If that's not enough for you, the film fails to mention William Harper. Without Harper there may never have been any critical movement in the RFK case. (For those not familiar with the RFK case, this would be like doing a documentary on the JFK case and leaving out both Mark Lane and Arlen Specter.) There is no mention or interview of Scott Enyart, either. Enyart was the high school photographer who was at the Ambassador Hotel the night of the assassination. He took photos in the pantry while RFK was being shot. Years later he asked to get his pictures back. He never did. In 1996 he ended up suing the LAPD. (See Probe Vol. 4 #1 and #2) He actually won the case in court. Some extraordinary things happened at the trial. New testimony emerged about how the LAPD actually destroyed Scott's film. About how the LAPD had falsely numbered pieces of evidence in the Sirhan trial exhibit log to hide exculpatory evidence. That even as late as 1995, bullet evidence was being tampered with at the Sacramento Archives. (For actual photo documentation of this tampering see Probe Vol. 5 #3, p. 27.)

In 1998, Lisa Pease wrote a fine two-part essay on the case. (Probe Vol. 5 #3 and #4). This article is one of the three best long essays on the RFK case that I know. (The other two were by Ted Charach and the late Greg Stone.) In this work, Pease revealed even more mishandling of the evidence. Namely that bullet fragments left the property room of the LAPD and went to a special agent of the FBI for approximately eight days before being returned to Wolfer. And at the instance of their return, Wolfer had them cleaned and photographed for the first time. Why did they leave and what happened to them in FBI custody? Why were no shells from the gun in evidence recovered from the shooting range Sirhan was reported at on 6/4/68? Even though the LAPD recovered over 38, 000 shell casings from the range!
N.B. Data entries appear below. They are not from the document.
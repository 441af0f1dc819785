//! The kinds of numbers
//! ([rings](https://en.wikipedia.org/wiki/Ring_(mathematics))) the matrices
//! are built from.
//!
//! All reductions happen over [`Z`]. [`Q`] only exists so that a dual lattice
//! basis, which generally has rational entries, can be expressed exactly as a
//! [`crate::matrix::RationalMatrix`].
//!
//! An instance of [`Ring`] is passed to any function that does arithmetic on
//! ring elements, e.g. `m.row_multiply_add(i, j, &c, &Z)`.

mod integers;
mod rationals;
mod traits;

pub use integers::*;
pub use rationals::*;
pub use traits::*;

use num_bigint::BigInt;
use num_rational::BigRational;
use num_traits::{One, Zero};

impl_ring_element!(BigInt);
impl_ring_element!(BigRational);

/// Negates an element without allocating. There should really be a `NegAssign`
/// trait for this in `num_traits`.
pub(crate) fn neg_assign<T: std::ops::Neg<Output = T> + Default>(e: &mut T) {
    *e = -std::mem::take(e);
}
In her article, Pease incorporated some key findings from Sirhan's former investigator Lynn Mangan, such as the photographic fakery of Special Exhibit 10. This photo allegedly reveals a comparison of an RFK bullet with a test bullet form Sirhan's gun. In fact, the comparison is actually with a bullet from another victim, Ira Goldstein, not RFK. Which leaves the question: Could the LAPD not get a positive comparison with Sirhan's gun and an RFK bullet? Her article also showed a fascinating connection between the mysterious Iranian intelligence agent Khaiber Khan and the man who was probably the third gun in the pantry that night, Michael Wayne.

Now all of the above is not meant to (solely) show how proficient Probe was in covering the RFK case. But it is to indicate just how much is lacking from this new documentary. And in addition to not interviewing Scott Enyart, there is no interview with Dr. Thomas Noguchi. In fact, I don't even recall his photo being used. This is the man who, according to Allard Lowenstein, made the earth move under the RFK case when his autopsy results were finally made public.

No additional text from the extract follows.